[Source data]
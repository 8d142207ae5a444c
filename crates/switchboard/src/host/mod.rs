//! Host bootstrap: start configured plugins and dispatch events to them.
//!
//! A plugin that fails to start is logged and left out; the host carries on
//! with whatever subset started, including none at all.

use std::sync::Arc;

use tracing::{info, warn};

use crate::error::PluginError;
use crate::events::{
    AggregatedResult, EventData, EventDispatcher, HealthReport, RPC_INIT_EVENT, TriggerPolicy,
    rpc_init_data,
};
use crate::handshake::HandshakeConfig;
use crate::process::{LaunchOptions, PluginProcess, PluginSpec};
use crate::registry::{PluginHandle, PluginRegistry};

const HOST_TARGET: &str = concat!(env!("CARGO_PKG_NAME"), "::host");

/// A plugin that could not be started.
#[derive(Debug)]
pub struct StartFailure {
    /// Name of the plugin.
    pub plugin: String,
    /// Why it failed.
    pub error: PluginError,
}

/// Result of [`PluginHost::start_all`].
#[derive(Debug, Default)]
pub struct StartReport {
    /// Names of the plugins now serving, in start order.
    pub started: Vec<String>,
    /// Plugins that were left out.
    pub failed: Vec<StartFailure>,
}

/// Owns every started plugin and the dispatcher that reaches them.
#[derive(Debug)]
pub struct PluginHost {
    handshake: HandshakeConfig,
    launch: LaunchOptions,
    dispatcher: EventDispatcher,
}

impl PluginHost {
    /// Creates a host with no plugins.
    #[must_use]
    pub fn new(handshake: HandshakeConfig, launch: LaunchOptions, policy: TriggerPolicy) -> Self {
        Self {
            handshake,
            launch,
            dispatcher: EventDispatcher::new(Arc::new(PluginRegistry::new()), policy),
        }
    }

    /// Returns the dispatcher used for triggers.
    #[must_use]
    pub const fn dispatcher(&self) -> &EventDispatcher {
        &self.dispatcher
    }

    /// Returns the registry of started plugins.
    #[must_use]
    pub const fn registry(&self) -> &Arc<PluginRegistry> {
        self.dispatcher.registry()
    }

    /// Returns the handshake every plugin must complete.
    #[must_use]
    pub const fn handshake(&self) -> &HandshakeConfig {
        &self.handshake
    }

    /// Starts one plugin.
    ///
    /// The plugin is spawned, its `eventplugin` capability dispensed, its
    /// triggers registered and an `rpc-init` event delivered before it joins
    /// the registry.
    ///
    /// # Errors
    ///
    /// Returns the first [`PluginError`] raised on the way; the plugin is
    /// stopped before the error is returned.
    pub fn start(&self, spec: &PluginSpec) -> Result<Arc<PluginHandle>, PluginError> {
        let timeout = self.launch.call_timeout();
        let process = PluginProcess::spawn(spec, &self.handshake, &self.launch)?;
        let handle = PluginHandle::from_process(process, timeout)?;

        handle
            .events()
            .register(spec.triggers(), timeout)
            .map_err(|source| PluginError::Call {
                name: spec.name().to_owned(),
                source,
            })?;
        handle.set_subscriptions(spec.triggers());

        match handle
            .events()
            .trigger(RPC_INIT_EVENT, &rpc_init_data(), timeout)
        {
            Ok(outcome) => info!(
                target: HOST_TARGET,
                plugin = spec.name(),
                handled = outcome.handled,
                recovered = outcome.recovered,
                error = outcome.error.as_deref().unwrap_or_default(),
                "rpc-init delivered"
            ),
            Err(source) if source.is_transport_failure() => {
                handle.kill();
                return Err(PluginError::Call {
                    name: spec.name().to_owned(),
                    source,
                });
            }
            Err(err) => {
                warn!(target: HOST_TARGET, plugin = spec.name(), error = %err, "rpc-init failed");
            }
        }

        self.registry().insert(handle)
    }

    /// Starts every plugin in `specs`, skipping those that fail.
    pub fn start_all(&self, specs: &[PluginSpec]) -> StartReport {
        let mut report = StartReport::default();
        for spec in specs {
            match self.start(spec) {
                Ok(handle) => report.started.push(handle.name().to_owned()),
                Err(error) => {
                    warn!(
                        target: HOST_TARGET,
                        plugin = spec.name(),
                        path = %spec.path().display(),
                        %error,
                        "plugin failed to start, continuing without it"
                    );
                    report.failed.push(StartFailure {
                        plugin: spec.name().to_owned(),
                        error,
                    });
                }
            }
        }
        info!(
            target: HOST_TARGET,
            started = report.started.len(),
            failed = report.failed.len(),
            "plugin startup complete"
        );
        report
    }

    /// Triggers `event` on every live plugin.
    #[must_use]
    pub fn trigger(&self, event: &str, data: &EventData) -> AggregatedResult {
        self.dispatcher.trigger(event, data)
    }

    /// Re-admits responsive suspects and prunes dead plugins.
    #[must_use]
    pub fn health_check(&self) -> HealthReport {
        self.dispatcher.health_check()
    }

    /// Stops every plugin. Safe to call repeatedly.
    pub fn shutdown(&self) {
        let handles = self.registry().drain();
        if handles.is_empty() {
            return;
        }
        info!(target: HOST_TARGET, plugins = handles.len(), "shutting down plugins");
        for handle in handles {
            handle.kill();
        }
    }
}

impl Drop for PluginHost {
    fn drop(&mut self) {
        self.shutdown();
    }
}

#[cfg(test)]
mod tests;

__Exercise brief__
All the records, from start to finish, are to be repeated exactly.

__Response area__
repository 8d142207ae5a444c
filename crates/switchboard/src/host/mod.rs
//! Host bootstrap: start configured plugins and dispatch events to them.
//!
//! A plugin that fails to start is logged and left out; the host carries on
//! with whatever subset started, including none at all.

use std::sync::Arc;

use tracing::{info, warn};

use crate::error::PluginError;
use crate::events::{
    AggregatedResult, EventData, EventDispatcher, HealthReport, RPC_INIT_EVENT, TriggerPolicy,
    rpc_init_data,
};
use crate::handshake::HandshakeConfig;
use crate::process::{LaunchOptions, PluginProcess, PluginSpec};
use crate::registry::{PluginHandle, PluginRegistry};

const HOST_TARGET: &str = concat!(env!("CARGO_PKG_NAME"), "::host");

/// A plugin that could not be started.
#[derive(Debug)]
pub struct StartFailure {
    /// Name of the plugin.
    pub plugin: String,
    /// Why it failed.
    pub error: PluginError,
}

/// Result of [`PluginHost::start_all`].
#[derive(Debug, Default)]
pub struct StartReport {
    /// Names of the plugins now serving, in start order.
    pub started: Vec<String>,
    /// Plugins that were left out.
    pub failed: Vec<StartFailure>,
}

/// Owns every started plugin and the dispatcher that reaches them.
#[derive(Debug)]
pub struct PluginHost {
    handshake: HandshakeConfig,
    launch: LaunchOptions,
    dispatcher: EventDispatcher,
}

impl PluginHost {
    /// Creates a host with no plugins.
    #[must_use]
    pub fn new(handshake: HandshakeConfig, launch: LaunchOptions, policy: TriggerPolicy) -> Self {
        Self {
            handshake,
            launch,
            dispatcher: EventDispatcher::new(Arc::new(PluginRegistry::new()), policy),
        }
    }

    /// Returns the dispatcher used for triggers.
    #[must_use]
    pub const fn dispatcher(&self) -> &EventDispatcher {
        &self.dispatcher
    }

    /// Returns the registry of started plugins.
    #[must_use]
    pub const fn registry(&self) -> &Arc<PluginRegistry> {
        self.dispatcher.registry()
    }

    /// Returns the handshake every plugin must complete.
    #[must_use]
    pub const fn handshake(&self) -> &HandshakeConfig {
        &self.handshake
    }

    /// Starts one plugin.
    ///
    /// The plugin is spawned, its `eventplugin` capability dispensed, its
    /// triggers registered and an `rpc-init` event delivered before it joins
    /// the registry.
    ///
    /// # Errors
    ///
    /// Returns the first [`PluginError`] raised on the way; the plugin is
    /// stopped before the error is returned.
    pub fn start(&self, spec: &PluginSpec) -> Result<Arc<PluginHandle>, PluginError> {
        let timeout = self.launch.call_timeout();
        let process = PluginProcess::spawn(spec, &self.handshake, &self.launch)?;
        let handle = PluginHandle::from_process(process, timeout)?;

        handle
            .events()
            .register(spec.triggers(), timeout)
            .map_err(|source| PluginError::Call {
                name: spec.name().to_owned(),
                source,
            })?;
        handle.set_subscriptions(spec.triggers());

        match handle
            .events()
            .trigger(RPC_INIT_EVENT, &rpc_init_data(), timeout)
        {
            Ok(outcome) => info!(
                target: HOST_TARGET,
                plugin = spec.name(),
                handled = outcome.handled,
                recovered = outcome.recovered,
                error = outcome.error.as_deref().unwrap_or_default(),
                "rpc-init delivered"
            ),
            Err(source) if source.is_transport_failure() => {
                handle.kill();
                return Err(PluginError::Call {
                    name: spec.name().to_owned(),
                    source,
                });
            }
            Err(err) => {
                warn!(target: HOST_TARGET, plugin = spec.name(), error = %err, "rpc-init failed");
            }
        }

        self.registry().insert(handle)
    }

    /// Starts every plugin in `specs`, skipping those that fail.
    pub fn start_all(&self, specs: &[PluginSpec]) -> StartReport {
        let mut report = StartReport::default();
        for spec in specs {
            match self.start(spec) {
                Ok(handle) => report.started.push(handle.name().to_owned()),
                Err(error) => {
                    warn!(
                        target: HOST_TARGET,
                        plugin = spec.name(),
                        path = %spec.path().display(),
                        %error,
                        "plugin failed to start, continuing without it"
                    );
                    report.failed.push(StartFailure {
                        plugin: spec.name().to_owned(),
                        error,
                    });
                }
            }
        }
        info!(
            target: HOST_TARGET,
            started = report.started.len(),
            failed = report.failed.len(),
            "plugin startup complete"
        );
        report
    }

    /// Triggers `event` on every live plugin.
    #[must_use]
    pub fn trigger(&self, event: &str, data: &EventData) -> AggregatedResult {
        self.dispatcher.trigger(event, data)
    }

    /// Re-admits responsive suspects and prunes dead plugins.
    #[must_use]
    pub fn health_check(&self) -> HealthReport {
        self.dispatcher.health_check()
    }

    /// Stops every plugin. Safe to call repeatedly.
    pub fn shutdown(&self) {
        let handles = self.registry().drain();
        if handles.is_empty() {
            return;
        }
        info!(target: HOST_TARGET, plugins = handles.len(), "shutting down plugins");
        for handle in handles {
            handle.kill();
        }
    }
}

impl Drop for PluginHost {
    fn drop(&mut self) {
        self.shutdown();
    }
}

#[cfg(test)]
mod tests;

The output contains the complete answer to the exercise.